『真昼の電車』
♪昼間の電車は空いていた。
時間もゆっくり流れているんじゃないか。
でもシートには出荷直前といった肥えた男たちが三頭、ゆうゆうと座っていた。
みんな一生懸命ゲームにこうじている。
カチカチという操作音が電車の音に混じって聞こえてくる。
彼らは、一生懸命なのか、暇つぶしなのか、見た目ではわからない。
判断はむずかしい。
なぜって彼らの表情は乏しいのだ。

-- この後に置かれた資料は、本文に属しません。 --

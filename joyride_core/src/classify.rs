// joyride_core/src/classify.rs

//! Pure classification of an entity into a [`ControlSnapshot`].
//!
//! The engine adapter flattens whatever data the entity currently carries
//! into an [`EntityProfile`]; this module turns that profile into the
//! snapshot the activator and deactivator work from. No entity access
//! happens here, which keeps the decision tree trivially testable.

use crate::snapshot::{
    AircraftSubtype, CarSizeClass, CarSubtype, ControlSnapshot, EntityCategory, TrainSubtype,
    VehicleKind, VehicleMotionState, WatercraftSubtype,
};

/// A flattened, read-only view of one entity's attached data.
///
/// `type_name` is the human-readable template identifier resolved by the
/// external registry. When the registry cannot resolve one, the adapter
/// passes `None` and classification falls back to an all-default snapshot;
/// the adapter owns the warning log for that case.
#[derive(Debug, Clone, Default)]
pub struct EntityProfile {
    pub type_name: Option<String>,

    // Coarse category markers.
    pub is_vehicle: bool,
    pub is_pedestrian: bool,

    // Mutually exclusive vehicle-kind markers.
    pub is_car: bool,
    pub is_train: bool,
    pub is_watercraft: bool,
    pub is_aircraft: bool,

    // Motion-state markers. `has_motion_data` distinguishes "stationary"
    // from "carries no motion data at all".
    pub is_moving: bool,
    pub parked_car: bool,
    pub parked_train: bool,
    pub stopped: bool,
    pub in_accident: bool,
    pub has_motion_data: bool,

    /// Which optional autonomy fields exist right now, with captured values.
    pub original: crate::snapshot::OriginalFields,
}

/// Classify an entity profile into an immutable control snapshot.
///
/// Always returns a value: an unresolvable type identifier yields the
/// all-default snapshot rather than an error, because the only guarantee
/// the caller needs is "classification always returns".
pub fn classify(profile: &EntityProfile) -> ControlSnapshot {
    // Without a resolved identifier nothing below can be trusted to
    // disambiguate, so every field stays at its default.
    let Some(name) = profile.type_name.as_deref() else {
        return ControlSnapshot::default();
    };

    let mut snapshot = ControlSnapshot {
        original: profile.original.clone(),
        ..Default::default()
    };

    snapshot.category = if profile.is_vehicle {
        EntityCategory::Vehicle
    } else if profile.is_pedestrian {
        EntityCategory::Pedestrian
    } else {
        EntityCategory::None
    };

    if snapshot.category == EntityCategory::Vehicle {
        // The kind markers are mutually exclusive on a well-formed entity;
        // the check order below is the tie-break for a malformed one.
        if profile.is_car {
            snapshot.kind = VehicleKind::Car;
            snapshot.car_subtype = car_subtype(name);
            snapshot.car_size = car_size(name, snapshot.car_subtype);
        } else if profile.is_train {
            snapshot.kind = VehicleKind::Train;
            snapshot.train_subtype = train_subtype(name);
        } else if profile.is_watercraft {
            snapshot.kind = VehicleKind::Watercraft;
            snapshot.watercraft_subtype = watercraft_subtype(name);
        } else if profile.is_aircraft {
            snapshot.kind = VehicleKind::Aircraft;
            snapshot.aircraft_subtype = aircraft_subtype(name);
        }
    }

    // Motion state is computed independently and last. Accident beats
    // parked beats moving beats "no motion data at all".
    snapshot.motion = if profile.in_accident {
        VehicleMotionState::InvolvedInAccident
    } else if profile.parked_car || profile.parked_train || profile.stopped {
        VehicleMotionState::Parked
    } else if profile.is_moving || profile.has_motion_data {
        VehicleMotionState::Moving
    } else {
        VehicleMotionState::None
    };

    snapshot
}

// --- Substring disambiguation within a kind ---
//
// The template names are the only place the sub-kind is visible, so these
// helpers match on well-known substrings. Matching is ordered; the first
// hit wins.

fn name_has(name: &str, needles: &[&str]) -> bool {
    needles.iter().any(|n| name.contains(n))
}

fn car_subtype(name: &str) -> CarSubtype {
    if name_has(name, &["Motorcycle", "Motorbike", "Scooter"]) {
        CarSubtype::Motorcycle
    } else if name_has(name, &["Bus"]) {
        CarSubtype::Bus
    } else if name_has(name, &["Truck", "Van", "Trailer"]) {
        CarSubtype::Truck
    } else {
        CarSubtype::Passenger
    }
}

fn car_size(name: &str, subtype: CarSubtype) -> CarSizeClass {
    match subtype {
        CarSubtype::Motorcycle => CarSizeClass::Compact,
        CarSubtype::Bus | CarSubtype::Truck => CarSizeClass::Oversize,
        _ if name_has(name, &["Compact", "Small", "Mini"]) => CarSizeClass::Compact,
        _ => CarSizeClass::Standard,
    }
}

fn train_subtype(name: &str) -> TrainSubtype {
    if name_has(name, &["Engine", "Locomotive"]) {
        TrainSubtype::Engine
    } else if name_has(name, &["Cargo", "Freight"]) {
        TrainSubtype::CargoCar
    } else {
        TrainSubtype::PassengerCar
    }
}

fn watercraft_subtype(name: &str) -> WatercraftSubtype {
    if name_has(name, &["Cargo", "Freight"]) {
        WatercraftSubtype::CargoShip
    } else {
        WatercraftSubtype::PassengerShip
    }
}

fn aircraft_subtype(name: &str) -> AircraftSubtype {
    if name_has(name, &["Helicopter", "Rotor"]) {
        AircraftSubtype::Helicopter
    } else {
        AircraftSubtype::Airplane
    }
}

#[cfg(test)]
mod tests {
    use super::*;

    fn car_profile(name: &str) -> EntityProfile {
        EntityProfile {
            type_name: Some(name.to_string()),
            is_vehicle: true,
            is_car: true,
            ..Default::default()
        }
    }

    #[test]
    fn unresolved_type_name_yields_default_snapshot() {
        let profile = EntityProfile {
            type_name: None,
            is_vehicle: true,
            is_car: true,
            is_moving: true,
            ..Default::default()
        };
        let snapshot = classify(&profile);
        assert!(snapshot.is_unclassified());
        assert_eq!(snapshot, ControlSnapshot::default());
    }

    #[test]
    fn parked_sedan_classifies_as_parked_passenger_car() {
        let mut profile = car_profile("Sedan01");
        profile.parked_car = true;
        let snapshot = classify(&profile);
        assert_eq!(snapshot.category, EntityCategory::Vehicle);
        assert_eq!(snapshot.kind, VehicleKind::Car);
        assert_eq!(snapshot.car_subtype, CarSubtype::Passenger);
        assert_eq!(snapshot.car_size, CarSizeClass::Standard);
        assert_eq!(snapshot.motion, VehicleMotionState::Parked);
    }

    #[test]
    fn motorcycle_is_distinguished_by_name_only() {
        let snapshot = classify(&car_profile("Motorcycle01"));
        assert_eq!(snapshot.kind, VehicleKind::Car);
        assert_eq!(snapshot.car_subtype, CarSubtype::Motorcycle);
        assert_eq!(snapshot.car_size, CarSizeClass::Compact);
    }

    #[test]
    fn cargo_locomotive_prefers_engine_over_cargo_car() {
        // "Engine" and "Cargo" both match; the first branch wins.
        let profile = EntityProfile {
            type_name: Some("CargoEngine02".to_string()),
            is_vehicle: true,
            is_train: true,
            ..Default::default()
        };
        let snapshot = classify(&profile);
        assert_eq!(snapshot.kind, VehicleKind::Train);
        assert_eq!(snapshot.train_subtype, TrainSubtype::Engine);
        // Car refinements stay untouched for non-car kinds.
        assert_eq!(snapshot.car_subtype, CarSubtype::None);
    }

    #[test]
    fn accident_outranks_parked_and_moving() {
        let mut profile = car_profile("Sedan01");
        profile.parked_car = true;
        profile.is_moving = true;
        profile.in_accident = true;
        assert_eq!(
            classify(&profile).motion,
            VehicleMotionState::InvolvedInAccident
        );
    }

    #[test]
    fn entity_without_motion_data_has_no_motion_state() {
        let snapshot = classify(&car_profile("Sedan01"));
        assert_eq!(snapshot.motion, VehicleMotionState::None);
    }

    #[test]
    fn pedestrian_gets_category_but_no_kind() {
        let profile = EntityProfile {
            type_name: Some("Citizen03".to_string()),
            is_pedestrian: true,
            has_motion_data: true,
            ..Default::default()
        };
        let snapshot = classify(&profile);
        assert_eq!(snapshot.category, EntityCategory::Pedestrian);
        assert_eq!(snapshot.kind, VehicleKind::None);
        assert_eq!(snapshot.motion, VehicleMotionState::Moving);
    }

    #[test]
    fn had_flags_are_copied_through() {
        let mut profile = car_profile("Sedan01");
        profile.original.had_path_owner = true;
        profile.original.had_target = true;
        let snapshot = classify(&profile);
        assert!(snapshot.original.had_path_owner);
        assert!(snapshot.original.had_target);
        assert!(!snapshot.original.had_swaying);
    }
}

それもかなり乏しいのだ。
目なんかはまったく精気がないし。
トロンとしたその目でちゃんとゲームの画面を見ているのか?
ゲームの中の敵をちゃんと殺せているのか?
表情のとても乏しい肥えた三頭。
ボクはそういう乏しい表情なんか見たくはない。
自分が乏しい表情の一員にならないように気をつけているんだ。
そのせいか、近頃のボクはやたらと目つきが悪くなってきた。
目つきが悪いヤツの一員になってしまった・・・♪
って歌詞っぽくないな^^;
■この国ではゲーム立国とか言われてゲームを過大評価しているように見える。
でも近頃の日本人の“気力のなさ”をつくっているのは、この持ち運び可能ゲームも要因の一つだとおもうんだ。
ゲーム自体はそれほど悪いもんではないが、いつでもどこでも出来てしまう、ってのが落とし穴。
人って暇な時間をどう過ごすか?によるとおもんです。
暇な時間を勉強にあてるか、読書にあてるか、ゲームにあてるか、そこは自由。
でもないものはできないから、仕方なく本でも読んで時間をつぶすか、ってなるところを、ゲームがカバンにあるからゲームをやる、となる。
(あと、携帯でゲームをやっている人も多いよね)
だからアレはない方がよかったんじゃないか。
そういう検証というか“立ち返り”ってなかなかしないよね。
経済が発展さえすれば人間性は堕落してもいいという国だからさ。
あと、動きや画があまりにリアルだと想像力も養えないしさ、技術発展も怪しいものだと完全に疑っている。
もう必要以上の発展になっている気がするもの。
人にとっての有益な技術発展レベルってとっくに過ぎ去ってしまって、現在は余計で過剰な技術発展と闘っている気がする。
だから子どもに言ってきかせている。
「便利にはあまり良くない場合があるんだよ」って。